Светорада Медовая - Вилар Симона. Страница 77
– Поедем, я покажу тебе море!
Оно было огромным. Светорада ранее столько была наслышана о дивном море-океяне, куда уходит почивать солнышко-Хорос, что просто замерла, не в силах вздохнуть. Прекрасное и безбрежное море билось перед ней всей своей мощью. Серое, чуть пенящееся, с высокими, накатывающимися на берег волнами, оно поразило молодую женщину своей необъятностью. Выросшая в далеких лесах над рекой, Светорада молча смотрела на него, не замечая холодного морского ветра, трепавшего темный мех ее шапки и непокорные солнечно-золотые пряди у висков.
– Я хотел показать тебе его, – негромко произнес Овадия. Он понимал, что первая встреча с морем останется в ее памяти навсегда. И когда она повернулась к нему, улыбнувшись светло и ласково, царевичу показалось, что тучи над морем разошлись, и выглянуло солнышко.
– Его называют Хазарским. Сейчас оно темное и неприветливое, но за ним лежат далекие берега, находятся чужие страны, из которых сюда приплывают иноземные корабли. Когда-нибудь и мы распустим свой парус и поплывем по волнам Хазарского моря!

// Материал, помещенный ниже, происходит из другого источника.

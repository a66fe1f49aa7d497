use chrono::NaiveDate;
use serde::Serialize;

#[derive(Debug, Clone, Copy, PartialEq, Eq, Serialize)]
#[serde(rename_all = "camelCase")]
pub struct DashboardStats {
    pub streak: u32,
    pub longest_streak: u32,
    pub week_completion: u32,
    pub total_days: usize,
}

/// Composite 0-100 scores. Derived on demand, never persisted.
#[derive(Debug, Clone, Copy, Default, PartialEq, Eq, Serialize)]
pub struct WellnessScores {
    pub physical: u32,
    pub mental: u32,
    pub emotional: u32,
    pub spiritual: u32,
}

#[derive(Debug, Clone, PartialEq, Eq, Serialize)]
#[serde(rename_all = "camelCase")]
pub struct CalendarDay {
    pub date: NaiveDate,
    pub label: String,
    pub day_of_month: u32,
    pub is_today: bool,
    /// Habit icons earned that day, or "—" when nothing was logged.
    pub icons: String,
}

#[derive(Debug, Clone, PartialEq, Eq, Serialize)]
pub struct WeekCalendar {
    pub days: Vec<CalendarDay>,
    pub completion: u32,
}

#[derive(Debug, Clone, Default, PartialEq, Eq, Serialize)]
pub struct WeekHighlights {
    pub highlights: Vec<String>,
    pub focus: Vec<String>,
}
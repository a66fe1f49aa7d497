use chrono::{Datelike, Duration, NaiveDate};

use crate::models::{
    CalendarDay, DatedEntry, Insight, InsightKind, TrackingData, WeekCalendar, WeekHighlights,
};
use crate::services::range::weekly_entries;
use crate::services::streaks::current_streak;

const STREAK_BADGE_AT: u32 = 3;
const WORKOUT_BADGE_AT: usize = 3;
const HYDRATION_BADGE_AT: usize = 5;
const WATER_GOAL: f64 = 8.0;
const SLEEP_GOAL: f64 = 7.0;

fn exercise_days(entries: &[DatedEntry<'_>]) -> usize {
    entries.iter().filter(|d| d.entry.exercise.completed).count()
}

fn water_goal_days(entries: &[DatedEntry<'_>]) -> usize {
    entries.iter().filter(|d| d.entry.water >= WATER_GOAL).count()
}

fn mean(entries: &[DatedEntry<'_>], metric: impl Fn(&DatedEntry<'_>) -> f64) -> f64 {
    if entries.is_empty() {
        return 0.0;
    }
    entries.iter().map(metric).sum::<f64>() / entries.len() as f64
}

/// Badges earned right now. Recomputed on every call; callers that want to
/// announce a *new* badge diff two calls (see `celebrations::save_outcome`).
pub fn achievements(data: &TrackingData, today: NaiveDate) -> Vec<String> {
    let mut achievements = Vec::new();

    let streak = current_streak(data, today);
    if streak >= STREAK_BADGE_AT {
        achievements.push(format!("🔥 {} Day Streak!", streak));
    }

    let week = weekly_entries(data, today);
    let workouts = exercise_days(&week);
    if workouts >= WORKOUT_BADGE_AT {
        achievements.push(format!("💪 {} Workouts This Week!", workouts));
    }

    if water_goal_days(&week) >= HYDRATION_BADGE_AT {
        achievements.push("💧 Hydration Champion!".to_string());
    }

    achievements
}

/// Sleep, hydration and exercise cards, in that order. Empty without data.
pub fn insights(entries: &[DatedEntry<'_>]) -> Vec<Insight> {
    if entries.is_empty() {
        return Vec::new();
    }

    let mut insights = Vec::with_capacity(3);

    let avg_sleep = mean(entries, |d| d.entry.sleep.hours);
    if avg_sleep < SLEEP_GOAL {
        insights.push(Insight {
            kind: InsightKind::Warning,
            title: "🌙 Sleep Improvement",
            message: format!(
                "Your sleep average is {:.1} hours. Try going to bed 30 minutes earlier tonight!",
                avg_sleep
            ),
        });
    } else {
        insights.push(Insight {
            kind: InsightKind::Success,
            title: "✅ Great Sleep Habits",
            message: format!("Excellent! You're averaging {:.1} hours per night.", avg_sleep),
        });
    }

    let avg_water = mean(entries, |d| d.entry.water);
    if avg_water < WATER_GOAL {
        insights.push(Insight {
            kind: InsightKind::Warning,
            title: "💧 Hydration Boost",
            message: format!(
                "You're at {:.1} glasses daily. Aim for 8+ for optimal health!",
                avg_water
            ),
        });
    } else {
        insights.push(Insight {
            kind: InsightKind::Success,
            title: "💧 Excellent Hydration",
            message: "You're hitting your water goals consistently!".to_string(),
        });
    }

    let workouts = exercise_days(entries);
    if workouts >= WORKOUT_BADGE_AT {
        insights.push(Insight {
            kind: InsightKind::Success,
            title: "🏋️ Amazing Activity",
            message: format!("You exercised {} times this week! Keep it up! 🔥", workouts),
        });
    } else {
        insights.push(Insight {
            kind: InsightKind::Default,
            title: "🚶 Movement Matters",
            message: "Try adding more movement. Even a 15-minute walk makes a difference!"
                .to_string(),
        });
    }

    insights
}

/// What went well this week and what to focus on next.
pub fn week_highlights(entries: &[DatedEntry<'_>]) -> WeekHighlights {
    let mut summary = WeekHighlights::default();

    let workouts = exercise_days(entries);
    if workouts >= WORKOUT_BADGE_AT {
        summary.highlights.push(format!("💪 Exercised {} times", workouts));
    } else {
        summary.focus.push("🏋️ Increase exercise frequency".to_string());
    }

    if water_goal_days(entries) >= HYDRATION_BADGE_AT {
        summary.highlights.push("💧 Stayed well hydrated".to_string());
    } else {
        summary.focus.push("💧 Drink more water daily".to_string());
    }

    if !entries.is_empty() {
        if mean(entries, |d| d.entry.sleep.hours) >= SLEEP_GOAL {
            summary.highlights.push("😴 Maintained good sleep schedule".to_string());
        } else {
            summary.focus.push("😴 Improve sleep duration".to_string());
        }
    }

    summary
}

/// The current Sunday-start week, one cell per day with earned habit icons.
pub fn week_calendar(data: &TrackingData, today: NaiveDate) -> WeekCalendar {
    let week_start = today - Duration::days(today.weekday().num_days_from_sunday() as i64);
    let mut tracked_days = 0u32;

    let days = (0..7)
        .map(|offset| {
            let date = week_start + Duration::days(offset);
            let mut icons = String::new();
            if let Some(entry) = data.get(&date) {
                tracked_days += 1;
                if entry.water >= WATER_GOAL {
                    icons.push('💧');
                }
                if entry.exercise.completed {
                    icons.push_str("🏋️");
                }
                if entry.reading > 0.0 {
                    icons.push('📚');
                }
                if entry.sleep.hours >= SLEEP_GOAL {
                    icons.push('😴');
                }
                if entry.mood >= 7.0 {
                    icons.push('😊');
                }
            }
            if icons.is_empty() {
                icons.push('—');
            }
            CalendarDay {
                date,
                label: date.format("%a").to_string(),
                day_of_month: date.day(),
                is_today: date == today,
                icons,
            }
        })
        .collect();

    WeekCalendar {
        days,
        completion: (tracked_days as f64 / 7.0 * 100.0).round() as u32,
    }
}
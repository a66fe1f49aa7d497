use chrono::{Datelike, Duration, NaiveDate, NaiveTime};

use crate::models::{DashboardStats, TrackingData};

/// Hours slept between two "HH:MM" clock times, to one decimal.
///
/// A wake time earlier than the sleep time is taken to be on the next day.
/// Empty or unparseable times yield 0.
pub fn sleep_hours(sleep_time: &str, wake_time: &str) -> f64 {
    let (Some(sleep), Some(wake)) = (parse_clock(sleep_time), parse_clock(wake_time)) else {
        return 0.0;
    };
    let mut diff = wake - sleep;
    if wake < sleep {
        diff = diff + Duration::days(1);
    }
    let hours = diff.num_seconds() as f64 / 3600.0;
    (hours * 10.0).round() / 10.0
}

fn parse_clock(value: &str) -> Option<NaiveTime> {
    let value = value.trim();
    if value.is_empty() {
        return None;
    }
    NaiveTime::parse_from_str(value, "%H:%M")
        .or_else(|_| NaiveTime::parse_from_str(value, "%H:%M:%S"))
        .ok()
}

/// Consecutive logged days ending today. Today itself must be logged.
pub fn current_streak(data: &TrackingData, today: NaiveDate) -> u32 {
    let mut current_streak = 0u32;
    let mut check_date = today;

    for date in data.keys().rev() {
        if *date == check_date {
            current_streak += 1;
            check_date -= Duration::days(1);
        } else if *date < check_date {
            break;
        }
    }

    current_streak
}

/// Longest run of consecutive logged days anywhere in the history.
pub fn longest_streak(data: &TrackingData) -> u32 {
    let mut longest_streak = 0u32;
    let mut streak = 0u32;
    let mut prev_date: Option<NaiveDate> = None;

    for date in data.keys() {
        match prev_date {
            Some(prev) if *date == prev + Duration::days(1) => streak += 1,
            Some(_) => {
                longest_streak = longest_streak.max(streak);
                streak = 1;
            }
            None => streak = 1,
        }
        prev_date = Some(*date);
    }

    longest_streak.max(streak)
}

/// Share of days logged in the current Sunday-start week, through today.
pub fn week_completion(data: &TrackingData, today: NaiveDate) -> u32 {
    let days_since_sunday = today.weekday().num_days_from_sunday();
    let week_start = today - Duration::days(days_since_sunday as i64);

    let tracked_days = (0..=days_since_sunday)
        .map(|offset| week_start + Duration::days(offset as i64))
        .filter(|date| data.contains_key(date))
        .count() as u32;

    // Sunday: the window is today alone
    if days_since_sunday == 0 {
        return if tracked_days > 0 { 100 } else { 0 };
    }

    (tracked_days as f64 / (days_since_sunday + 1) as f64 * 100.0).round() as u32
}

pub fn dashboard_stats(data: &TrackingData, today: NaiveDate) -> DashboardStats {
    DashboardStats {
        streak: current_streak(data, today),
        longest_streak: longest_streak(data),
        week_completion: week_completion(data, today),
        total_days: data.len(),
    }
}
use chrono::NaiveDate;
use rand::seq::SliceRandom;
use rand::Rng;
use serde::Serialize;

use crate::models::{
    Benchmark, DashboardStats, Insight, ReminderPrompt, TrackingData, WeekCalendar,
    WeekHighlights, WellnessScores,
};
use crate::services::benchmarks::personal_benchmarks;
use crate::services::insights::{achievements, insights, week_calendar, week_highlights};
use crate::services::meals::{meal_suggestions, MealSuggestion};
use crate::services::range::{select_range, weekly_entries, TimeRange};
use crate::services::reminders::reminder_prompts;
use crate::services::streaks::dashboard_stats;
use crate::services::wellness::wellness_breakdown;

pub const QUOTES: [&str; 10] = [
    "Small daily improvements are the key to staggering long-term results.",
    "Your health is an investment, not an expense.",
    "Take care of your body. It's the only place you have to live.",
    "The greatest wealth is health.",
    "Progress, not perfection.",
    "Every day is a chance to begin again.",
    "Your future self will thank you.",
    "Consistency is key to lasting change.",
    "Believe in yourself and all that you are.",
    "One day or day one. You decide.",
];

pub const GOALS: [&str; 5] = [
    "• Water: 8 glasses daily",
    "• Sleep: 7-9 hours nightly",
    "• Exercise: 30 minutes, 3-4x weekly",
    "• Reading: 15 minutes daily",
    "• Meditation: 10 minutes daily",
];

/// Benchmarks look at a fixed two-week window regardless of the selected range.
pub const BENCHMARK_RANGE: TimeRange = TimeRange::Fortnight;

pub fn random_quote<R: Rng + ?Sized>(rng: &mut R) -> &'static str {
    QUOTES.choose(rng).copied().unwrap_or(QUOTES[0])
}

#[derive(Debug, Clone, PartialEq, Serialize)]
#[serde(rename_all = "camelCase")]
pub struct WeeklySummary {
    pub calendar: WeekCalendar,
    #[serde(flatten)]
    pub highlights: WeekHighlights,
}

/// Everything the dashboard shows, as one serializable snapshot.
#[derive(Debug, Clone, PartialEq, Serialize)]
#[serde(rename_all = "camelCase")]
pub struct WellnessReport {
    pub user_name: String,
    pub today: NaiveDate,
    pub range: TimeRange,
    pub dashboard: DashboardStats,
    pub entries_in_range: usize,
    pub wellness: WellnessScores,
    pub benchmarks: Vec<Benchmark>,
    pub achievements: Vec<String>,
    pub insights: Vec<Insight>,
    pub reminders: Vec<ReminderPrompt>,
    pub weekly_summary: WeeklySummary,
    pub meal_suggestions: Vec<MealSuggestion>,
    pub goals: Vec<&'static str>,
    pub quote: &'static str,
}

pub fn build_report<R: Rng + ?Sized>(
    user_name: &str,
    data: &TrackingData,
    range: TimeRange,
    today: NaiveDate,
    rng: &mut R,
) -> WellnessReport {
    let weekly = weekly_entries(data, today);
    let in_range = select_range(data, range, today);
    let benchmark_window = select_range(data, BENCHMARK_RANGE, today);

    tracing::debug!(
        range = %range,
        today = %today,
        entries_in_range = in_range.len(),
        "Building wellness report"
    );

    WellnessReport {
        user_name: user_name.to_string(),
        today,
        range,
        dashboard: dashboard_stats(data, today),
        entries_in_range: in_range.len(),
        wellness: wellness_breakdown(data, today),
        benchmarks: personal_benchmarks(&benchmark_window),
        achievements: achievements(data, today),
        insights: insights(&weekly),
        reminders: reminder_prompts(data, today),
        weekly_summary: WeeklySummary {
            calendar: week_calendar(data, today),
            highlights: week_highlights(&weekly),
        },
        meal_suggestions: meal_suggestions(data),
        goals: GOALS.to_vec(),
        quote: random_quote(rng),
    }
}

#[cfg(test)]
mod tests {
    use super::*;
    use rand::rngs::StdRng;
    use rand::SeedableRng;

    use crate::models::DailyEntry;

    fn today() -> NaiveDate {
        NaiveDate::from_ymd_opt(2026, 2, 10).unwrap()
    }

    #[test]
    fn test_random_quote_is_from_list() {
        let mut rng = StdRng::seed_from_u64(7);
        for _ in 0..20 {
            assert!(QUOTES.contains(&random_quote(&mut rng)));
        }
    }

    #[test]
    fn test_empty_report() {
        let mut rng = StdRng::seed_from_u64(1);
        let report = build_report("Sam", &TrackingData::new(), TimeRange::Week, today(), &mut rng);
        assert_eq!(report.dashboard.streak, 0);
        assert_eq!(report.entries_in_range, 0);
        assert_eq!(report.benchmarks.len(), 4);
        assert!(report.insights.is_empty());
        assert_eq!(report.reminders.len(), 1);
        assert_eq!(report.goals.len(), 5);
    }

    #[test]
    fn test_report_serializes_camel_case() {
        let mut rng = StdRng::seed_from_u64(1);
        let data: TrackingData = [(today(), DailyEntry::default())].into_iter().collect();
        let report = build_report("Sam", &data, TimeRange::Month, today(), &mut rng);
        let json = serde_json::to_value(&report).unwrap();
        assert_eq!(json["range"], "30");
        assert_eq!(json["today"], "2026-02-10");
        assert_eq!(json["dashboard"]["weekCompletion"], 33);
        assert_eq!(json["weeklySummary"]["calendar"]["days"].as_array().unwrap().len(), 7);
        assert!(json["weeklySummary"]["focus"].is_array());
        assert_eq!(json["entriesInRange"], 1);
    }
}
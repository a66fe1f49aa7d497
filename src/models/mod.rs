pub mod benchmark;
pub mod entry;
pub mod meal;
pub mod prompt;
pub mod stats;

pub use benchmark::{Benchmark, BenchmarkStatus};
pub use entry::{
    DailyEntry, DatedEntry, Exercise, QuickMetric, QuickMetricTimestamps, RawTrackingData, Sleep,
    Social, TrackingData,
};
pub use meal::{Meal, MealPatch, MediaItem, MediaPatch, NewMediaItem};
pub use prompt::{Insight, InsightKind, PromptKind, ReminderPrompt};
pub use stats::{CalendarDay, DashboardStats, WeekCalendar, WeekHighlights, WellnessScores};
use chrono::{NaiveDate, Utc};
use rand::Rng;
use validator::Validate;

use crate::db::EntryStore;
use crate::error::{TrackerError, TrackerResult};
use crate::models::{
    Benchmark, DailyEntry, DashboardStats, DatedEntry, Insight, Meal, MealPatch, MediaPatch,
    NewMediaItem, QuickMetric, RawTrackingData, ReminderPrompt, TrackingData, WeekCalendar,
    WeekHighlights, WellnessScores,
};
use crate::services::benchmarks::personal_benchmarks;
use crate::services::celebrations::{save_outcome, SaveOutcome};
use crate::services::insights::{achievements, insights, week_calendar, week_highlights};
use crate::services::meals::{meal_suggestions, MealSuggestion};
use crate::services::normalize::{normalize_entry, normalize_tracking_data};
use crate::services::range::{select_range, weekly_entries, TimeRange};
use crate::services::reminders::reminder_prompts;
use crate::services::report::{build_report, WellnessReport, BENCHMARK_RANGE};
use crate::services::streaks::{dashboard_stats, sleep_hours};
use crate::services::wellness::wellness_breakdown;

#[derive(Debug, Clone, PartialEq, Eq)]
pub struct SessionUser {
    pub id: String,
    pub name: String,
}

/// 0-10 sliders and minute counters edited directly on the form.
#[derive(Debug, Clone, Copy, PartialEq, Eq)]
pub enum RatingField {
    Mood,
    Stress,
    Productivity,
    MealQuality,
    Meditation,
    Reading,
}

#[derive(Debug, Clone, Copy, PartialEq, Eq)]
pub enum TextField {
    Gratitude,
    Notes,
    ReadingContent,
}

/// State owned by the application shell: who is signed in, their entries,
/// and the draft being edited for the selected date.
///
/// Analytics are recomputed from `tracking_data` on every call.
pub struct TrackerSession<S: EntryStore> {
    store: S,
    user: Option<SessionUser>,
    tracking_data: TrackingData,
    selected_date: NaiveDate,
    form: DailyEntry,
    analytics_range: TimeRange,
    today: NaiveDate,
}

impl<S: EntryStore> TrackerSession<S> {
    pub fn new(store: S, today: NaiveDate) -> Self {
        Self {
            store,
            user: None,
            tracking_data: TrackingData::new(),
            selected_date: today,
            form: DailyEntry::default(),
            analytics_range: TimeRange::default(),
            today,
        }
    }

    // ── accessors ───────────────────────────────────────────────────────

    pub fn user(&self) -> Option<&SessionUser> {
        self.user.as_ref()
    }

    pub fn is_signed_in(&self) -> bool {
        self.user.is_some()
    }

    pub fn tracking_data(&self) -> &TrackingData {
        &self.tracking_data
    }

    pub fn form(&self) -> &DailyEntry {
        &self.form
    }

    pub fn selected_date(&self) -> NaiveDate {
        self.selected_date
    }

    pub fn today(&self) -> NaiveDate {
        self.today
    }

    pub fn analytics_range(&self) -> TimeRange {
        self.analytics_range
    }

    pub fn store(&self) -> &S {
        &self.store
    }

    /// Move "today" forward, e.g. when the shell notices midnight passed.
    pub fn set_today(&mut self, today: NaiveDate) {
        self.today = today;
    }

    pub fn set_analytics_range(&mut self, range: TimeRange) {
        self.analytics_range = range;
    }

    // ── lifecycle ───────────────────────────────────────────────────────

    pub fn sign_in(&mut self, user: SessionUser) {
        tracing::info!(user_id = %user.id, "Session signed in");
        self.user = Some(user);
        self.tracking_data.clear();
        self.selected_date = self.today;
        self.form = DailyEntry::default();
    }

    pub fn sign_out(&mut self) {
        if let Some(user) = self.user.take() {
            tracing::info!(user_id = %user.id, "Session signed out");
        }
        self.tracking_data.clear();
        self.selected_date = self.today;
        self.form = DailyEntry::default();
        self.analytics_range = TimeRange::default();
    }

    /// Replace the entries map wholesale and reload the draft for the
    /// selected date.
    pub fn apply_snapshot(&mut self, raw: &RawTrackingData) {
        self.tracking_data = normalize_tracking_data(raw);
        self.form = self.entry_or_default(self.selected_date);
        tracing::debug!(entries = self.tracking_data.len(), "Snapshot applied");
    }

    /// Pull the signed-in user's records from the store.
    pub fn refresh(&mut self) -> TrackerResult<()> {
        let user_id = self.user.as_ref().ok_or(TrackerError::NotSignedIn)?.id.clone();
        let raw = self.store.load_entries(&user_id)?;
        self.apply_snapshot(&raw);
        Ok(())
    }

    pub fn select_date(&mut self, date: NaiveDate) {
        self.selected_date = date;
        self.form = self.entry_or_default(date);
    }

    fn entry_or_default(&self, date: NaiveDate) -> DailyEntry {
        self.tracking_data.get(&date).cloned().unwrap_or_default()
    }

    pub fn clear_form(&mut self) {
        self.form = DailyEntry::default();
    }

    // ── draft edits ─────────────────────────────────────────────────────

    pub fn set_quick_metric(&mut self, metric: QuickMetric, value: f64) {
        *self.form.quick_metric_mut(metric) = value;
        self.form.quick_metric_updated_at.touch(metric, Utc::now());
    }

    /// Nudge a counter by `delta`, clamped to `[min, max]`.
    pub fn step_quick_metric(&mut self, metric: QuickMetric, delta: f64, min: f64, max: f64) {
        let current = self.form.quick_metric(metric);
        self.set_quick_metric(metric, (current + delta).max(min).min(max));
    }

    pub fn set_sleep_time(&mut self, sleep_time: &str) {
        self.form.sleep.sleep_time = sleep_time.to_string();
        self.recompute_sleep_hours();
    }

    pub fn set_wake_time(&mut self, wake_time: &str) {
        self.form.sleep.wake_time = wake_time.to_string();
        self.recompute_sleep_hours();
    }

    fn recompute_sleep_hours(&mut self) {
        let sleep = &mut self.form.sleep;
        sleep.hours = sleep_hours(&sleep.sleep_time, &sleep.wake_time);
    }

    pub fn set_sleep_quality(&mut self, quality: f64) {
        self.form.sleep.quality = quality;
    }

    pub fn set_exercise_completed(&mut self, completed: bool) {
        self.form.exercise.completed = completed;
    }

    pub fn set_exercise_type(&mut self, kind: &str) {
        self.form.exercise.kind = kind.to_string();
    }

    pub fn set_exercise_duration(&mut self, minutes: f64) {
        self.form.exercise.duration = minutes;
    }

    pub fn set_rating(&mut self, field: RatingField, value: f64) {
        let slot = match field {
            RatingField::Mood => &mut self.form.mood,
            RatingField::Stress => &mut self.form.stress,
            RatingField::Productivity => &mut self.form.productivity,
            RatingField::MealQuality => &mut self.form.meal_quality,
            RatingField::Meditation => &mut self.form.meditation,
            RatingField::Reading => &mut self.form.reading,
        };
        *slot = value;
    }

    pub fn set_text(&mut self, field: TextField, value: &str) {
        let slot = match field {
            TextField::Gratitude => &mut self.form.gratitude,
            TextField::Notes => &mut self.form.notes,
            TextField::ReadingContent => &mut self.form.reading_content,
        };
        *slot = value.to_string();
    }

    pub fn set_social_connected(&mut self, connected: bool) {
        self.form.social.connected = connected;
    }

    pub fn set_social_activity(&mut self, activity: &str) {
        self.form.social.activity = activity.to_string();
    }

    // ── meals & media ───────────────────────────────────────────────────

    /// Append a meal, optionally prefilled from a preset. Returns its id.
    pub fn add_meal(&mut self, preset: Option<MealPatch>) -> String {
        let meal = preset.map(Meal::from_patch).unwrap_or_default();
        let id = meal.id.clone();
        self.form.meals.push(meal);
        id
    }

    /// Returns false when no meal has that id.
    pub fn update_meal(&mut self, id: &str, patch: MealPatch) -> bool {
        match self.form.meals.iter_mut().find(|meal| meal.id == id) {
            Some(meal) => {
                meal.apply(patch);
                true
            }
            None => false,
        }
    }

    pub fn remove_meal(&mut self, id: &str) -> bool {
        let before = self.form.meals.len();
        self.form.meals.retain(|meal| meal.id != id);
        self.form.meals.len() != before
    }

    pub fn add_media(&mut self, item: NewMediaItem) -> TrackerResult<String> {
        item.validate()?;
        let item = item.into_item();
        let id = item.id.clone();
        self.form.media_entries.push(item);
        Ok(id)
    }

    /// The patched item must still validate; on failure the draft is untouched.
    pub fn update_media(&mut self, id: &str, patch: MediaPatch) -> TrackerResult<bool> {
        let Some(item) = self.form.media_entries.iter_mut().find(|item| item.id == id) else {
            return Ok(false);
        };
        let mut candidate = item.clone();
        candidate.apply(patch);
        NewMediaItem::new(
            candidate.kind.as_str(),
            candidate.content.as_str(),
            candidate.caption.as_str(),
        )
        .validate()?;
        *item = candidate;
        Ok(true)
    }

    pub fn remove_media(&mut self, id: &str) -> bool {
        let before = self.form.media_entries.len();
        self.form.media_entries.retain(|item| item.id != id);
        self.form.media_entries.len() != before
    }

    // ── save ────────────────────────────────────────────────────────────

    /// Normalize the draft, persist it for the selected date and report what
    /// changed.
    pub fn save(&mut self) -> TrackerResult<SaveOutcome> {
        let user_id = match &self.user {
            Some(user) => user.id.clone(),
            None => {
                tracing::warn!(date = %self.selected_date, "Save attempted while signed out");
                return Err(TrackerError::NotSignedIn);
            }
        };

        let entry = normalize_entry(&serde_json::to_value(&self.form)?);
        let previous = achievements(&self.tracking_data, self.today);

        self.store.save_entry(&user_id, self.selected_date, &entry)?;
        self.tracking_data.insert(self.selected_date, entry.clone());
        self.form = entry;

        let outcome = save_outcome(&previous, &self.tracking_data, &self.form, self.today);
        tracing::info!(
            user_id = %user_id,
            date = %self.selected_date,
            streak = outcome.streak,
            new_achievement = outcome.new_achievement.as_deref().unwrap_or(""),
            "Entry saved"
        );
        Ok(outcome)
    }

    // ── analytics ───────────────────────────────────────────────────────

    pub fn range_entries(&self) -> Vec<DatedEntry<'_>> {
        select_range(&self.tracking_data, self.analytics_range, self.today)
    }

    pub fn dashboard_stats(&self) -> DashboardStats {
        dashboard_stats(&self.tracking_data, self.today)
    }

    pub fn wellness(&self) -> WellnessScores {
        wellness_breakdown(&self.tracking_data, self.today)
    }

    pub fn benchmarks(&self) -> Vec<Benchmark> {
        personal_benchmarks(&select_range(&self.tracking_data, BENCHMARK_RANGE, self.today))
    }

    pub fn achievements(&self) -> Vec<String> {
        achievements(&self.tracking_data, self.today)
    }

    pub fn insights(&self) -> Vec<Insight> {
        insights(&weekly_entries(&self.tracking_data, self.today))
    }

    pub fn reminders(&self) -> Vec<ReminderPrompt> {
        reminder_prompts(&self.tracking_data, self.today)
    }

    pub fn week_calendar(&self) -> WeekCalendar {
        week_calendar(&self.tracking_data, self.today)
    }

    pub fn week_highlights(&self) -> WeekHighlights {
        week_highlights(&weekly_entries(&self.tracking_data, self.today))
    }

    pub fn meal_suggestions(&self) -> Vec<MealSuggestion> {
        meal_suggestions(&self.tracking_data)
    }

    pub fn report<R: Rng + ?Sized>(&self, rng: &mut R) -> WellnessReport {
        let user_name = self.user.as_ref().map(|u| u.name.as_str()).unwrap_or("");
        build_report(user_name, &self.tracking_data, self.analytics_range, self.today, rng)
    }
}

Над водой пронзительно вскрикнула чайка. Светорада вздрогнула от неожиданности и весело рассмеялась.
– О, Овадия, это чудо!
Она склонилась к нему и протянула руку, которую он поймал и вдруг стал жарко целовать. Не сдержался… Ветер и безбрежность моря, а также ее улыбка вдруг подарили ему миг вседозволенности.
Ее слабая попытка высвободить руку отрезвила шада. Но в его устремленных на нее глазах затаилась боль.
– Ты как море на моем пути, Светорада Смоленская, – манящая, волнующая и пугающая. И я жду тебя! Помни об этом.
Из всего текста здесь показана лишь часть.